The general smiled at this. Lowered himself into the only other chair in the room with an old man’s sigh, rested his hands a moment on his knees, then sat back. Rolled an unlit cigar between his fingers. Thought better of it. Stuck it back in his top pocket.
‘You’ve done a man’s job, my boy. They found pages and pages of notes in Stahl’s room-he’d filled a legal pad. The British are well pleased.’
‘You know, sir,’ said Cal, ‘I can hear the “but” coming.’
‘But… there are one or two chiggers in the shoo-fly pie.’
It was a Stilton moment without Walter. Cal had always half felt that Walter made up some of his English turns of phrase. He was damn sure Gelbroaster had just made up an American one.
‘Such as?’
‘The information you unearthed about the Soviet Union is… prickly.’
‘Prickly?’
‘Spiky as a saguaro in the Arizona desert. How we, how they, use it is going to be a delicate matter. Kind of thing you only pull out with tweezers.’
Gelbroaster was labouring the point. Cal already had the message.
‘You mean they’re not going to tell the Russians.’
Gelbroaster looked faintly surprised at this.

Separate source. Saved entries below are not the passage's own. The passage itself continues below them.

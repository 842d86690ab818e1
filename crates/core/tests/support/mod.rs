//! Shared helpers for `rednit-core` integration tests.

use std::sync::Arc;

use rednit_core::testing::ScriptedTransport;
use rednit_core::{RateLimiter, Requester, UnlimitedRateLimiter};
use rednit_domain::DispatchConfig;

pub const BASE_URL: &str = "https://api.example.test";

/// Requester over `transport` with no local pacing and millisecond throttle backoff.
pub fn requester(transport: Arc<ScriptedTransport>) -> Requester {
    requester_with(transport, Arc::new(UnlimitedRateLimiter), fast_dispatch())
}

pub fn requester_with(
    transport: Arc<ScriptedTransport>,
    rate_limiter: Arc<dyn RateLimiter>,
    dispatch: DispatchConfig,
) -> Requester {
    Requester::builder(transport)
        .base_url(BASE_URL)
        .rate_limiter(rate_limiter)
        .dispatch(dispatch)
        .network_threads(1)
        .callback_workers(2)
        .build()
        .expect("requester should start")
}

pub fn fast_dispatch() -> DispatchConfig {
    DispatchConfig { max_throttle_retries: 5, throttle_backoff_min_ms: 1, throttle_backoff_max_ms: 2 }
}

/// Page envelope with `count` items numbered from `first`.
pub fn page_body(items_key: &str, prefix: &str, first: usize, count: usize, token: Option<&str>) -> String {
    let items: Vec<serde_json::Value> = (first..first + count)
        .map(|n| serde_json::json!({ "_id": format!("{prefix}{n}"), "message": format!("text {n}") }))
        .collect();
    let mut data = serde_json::Map::new();
    data.insert(items_key.to_string(), serde_json::Value::Array(items));
    if let Some(token) = token {
        data.insert("next_page_token".to_string(), serde_json::Value::String(token.to_string()));
    }
    serde_json::json!({ "data": data }).to_string()
}
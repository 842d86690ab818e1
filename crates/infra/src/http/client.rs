use std::time::Duration;

use async_trait::async_trait;
use rednit_core::Transport;
use rednit_domain::{HttpMethod, RawResponse, RednitError, Result, TransportRequest};
use reqwest::{Client as ReqwestClient, Method};
use tracing::debug;

use crate::errors::InfraError;

/// [`Transport`] sending requests with a shared reqwest client.
///
/// Performs exactly one HTTP call per `send`; retries and pacing belong to
/// the dispatcher.
#[derive(Clone)]
pub struct ReqwestTransport {
    client: ReqwestClient,
}

impl ReqwestTransport {
    /// Start building a new transport.
    pub fn builder() -> ReqwestTransportBuilder {
        ReqwestTransportBuilder::default()
    }

    /// Convenience constructor with default configuration.
    pub fn new() -> Result<Self> {
        Self::builder().build()
    }
}

#[async_trait]
impl Transport for ReqwestTransport {
    async fn send(&self, request: TransportRequest) -> Result<RawResponse> {
        let method = to_method(request.method);
        debug!(%method, url = %request.url, "sending HTTP request");

        let mut builder = self.client.request(method.clone(), &request.url);
        for (name, value) in &request.headers {
            builder = builder.header(name.as_str(), value.as_str());
        }
        if let Some(body) = request.body {
            builder = builder.body(body);
        }

        let response = builder.send().await.map_err(|err| {
            debug!(%method, url = %request.url, error = %err, "HTTP request failed");
            RednitError::from(InfraError::from(err))
        })?;
        let status = response.status().as_u16();
        let body = response.bytes().await.map_err(|err| RednitError::from(InfraError::from(err)))?;
        debug!(%method, url = %request.url, status, "received HTTP response");

        Ok(RawResponse::new(status, body.to_vec()))
    }
}

fn to_method(method: HttpMethod) -> Method {
    match method {
        HttpMethod::Get => Method::GET,
        HttpMethod::Post => Method::POST,
        HttpMethod::Delete => Method::DELETE,
    }
}

/// Builder for [`ReqwestTransport`].
#[derive(Debug)]
pub struct ReqwestTransportBuilder {
    timeout: Duration,
    user_agent: Option<String>,
}

impl Default for ReqwestTransportBuilder {
    fn default() -> Self {
        Self {
            timeout: Duration::from_secs(rednit_domain::constants::DEFAULT_REQUEST_TIMEOUT_SECS),
            user_agent: None,
        }
    }
}

impl ReqwestTransportBuilder {
    pub fn timeout(mut self, timeout: Duration) -> Self {
        self.timeout = timeout;
        self
    }

    pub fn user_agent(mut self, agent: impl Into<String>) -> Self {
        self.user_agent = Some(agent.into());
        self
    }

    pub fn build(self) -> Result<ReqwestTransport> {
        let mut builder = ReqwestClient::builder().timeout(self.timeout).no_proxy();

        if let Some(agent) = self.user_agent {
            builder = builder.user_agent(agent);
        }

        let client = builder.build().map_err(|err| RednitError::from(InfraError::from(err)))?;
        Ok(ReqwestTransport { client })
    }
}

#[cfg(test)]
mod tests {
    use std::net::TcpListener;

    use wiremock::matchers::{body_string, header, method, path};
    use wiremock::{Mock, MockServer, ResponseTemplate};

    use super::*;

    fn request(method: HttpMethod, url: String, body: Option<&str>) -> TransportRequest {
        TransportRequest {
            method,
            url,
            headers: vec![("X-Auth-Token".into(), "secret".into())],
            body: body.map(|b| b.as_bytes().to_vec()),
        }
    }

    #[tokio::test]
    async fn sends_method_headers_and_body() {
        let server = MockServer::start().await;
        Mock::given(method("POST"))
            .and(path("/user/matches/m1"))
            .and(header("X-Auth-Token", "secret"))
            .and(body_string(r#"{"message":"hi"}"#))
            .respond_with(ResponseTemplate::new(200).set_body_string("sent"))
            .expect(1)
            .mount(&server)
            .await;

        let transport = ReqwestTransport::new().unwrap();
        let url = format!("{}/user/matches/m1", server.uri());
        let response =
            transport.send(request(HttpMethod::Post, url, Some(r#"{"message":"hi"}"#))).await.unwrap();

        assert_eq!(response.status(), 200);
        assert_eq!(response.text(), "sent");
    }

    #[tokio::test]
    async fn error_statuses_are_returned_not_raised() {
        let server = MockServer::start().await;
        Mock::given(method("DELETE"))
            .respond_with(ResponseTemplate::new(429))
            .expect(1)
            .mount(&server)
            .await;

        let transport = ReqwestTransport::new().unwrap();
        let response = transport
            .send(request(HttpMethod::Delete, format!("{}/match/m1", server.uri()), None))
            .await
            .unwrap();

        assert!(response.is_rate_limit());
    }

    #[tokio::test]
    async fn network_failure_is_a_transport_error() {
        let listener = TcpListener::bind("127.0.0.1:0").unwrap();
        let addr = listener.local_addr().unwrap();
        drop(listener);

        let transport = ReqwestTransport::new().unwrap();
        let result = transport.send(request(HttpMethod::Get, format!("http://{addr}/profile"), None)).await;

        assert!(matches!(result, Err(RednitError::Transport(_))));
    }

    #[tokio::test]
    async fn uses_configured_user_agent() {
        let server = MockServer::start().await;
        Mock::given(method("GET"))
            .and(header("User-Agent", "rednit-test"))
            .respond_with(ResponseTemplate::new(200))
            .expect(1)
            .mount(&server)
            .await;

        let transport = ReqwestTransport::builder().user_agent("rednit-test").build().unwrap();
        let response =
            transport.send(request(HttpMethod::Get, server.uri(), None)).await.unwrap();
        assert!(response.is_ok());
    }
}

‘Perceptive of you. But yes, that’s exactly what I mean. The decision’s been taken. What you and Reggie found out will be kept a secret. Wasn’t my decision, you understand. But I’m going to go along with it.’
‘Who’s decision was it?’
‘Churchill’s.’
‘Are we bound by what the British do? The Germans have three million men poised to rip all hell out of Russia-and we’re not going to tell them?’
‘If it were up to me I would, but we’re in the army, we take orders. Churchill has spoken to the President. He’s the commander-in-chief, and his orders are we don’t tell ‘em. I’ve never questioned a presidential order. I don’t intend to start now.’
‘And I don’t mean to question your orders either, sir. But they’re going to massacre the Russians and those they don’t massacre they’ll turn into slaves.’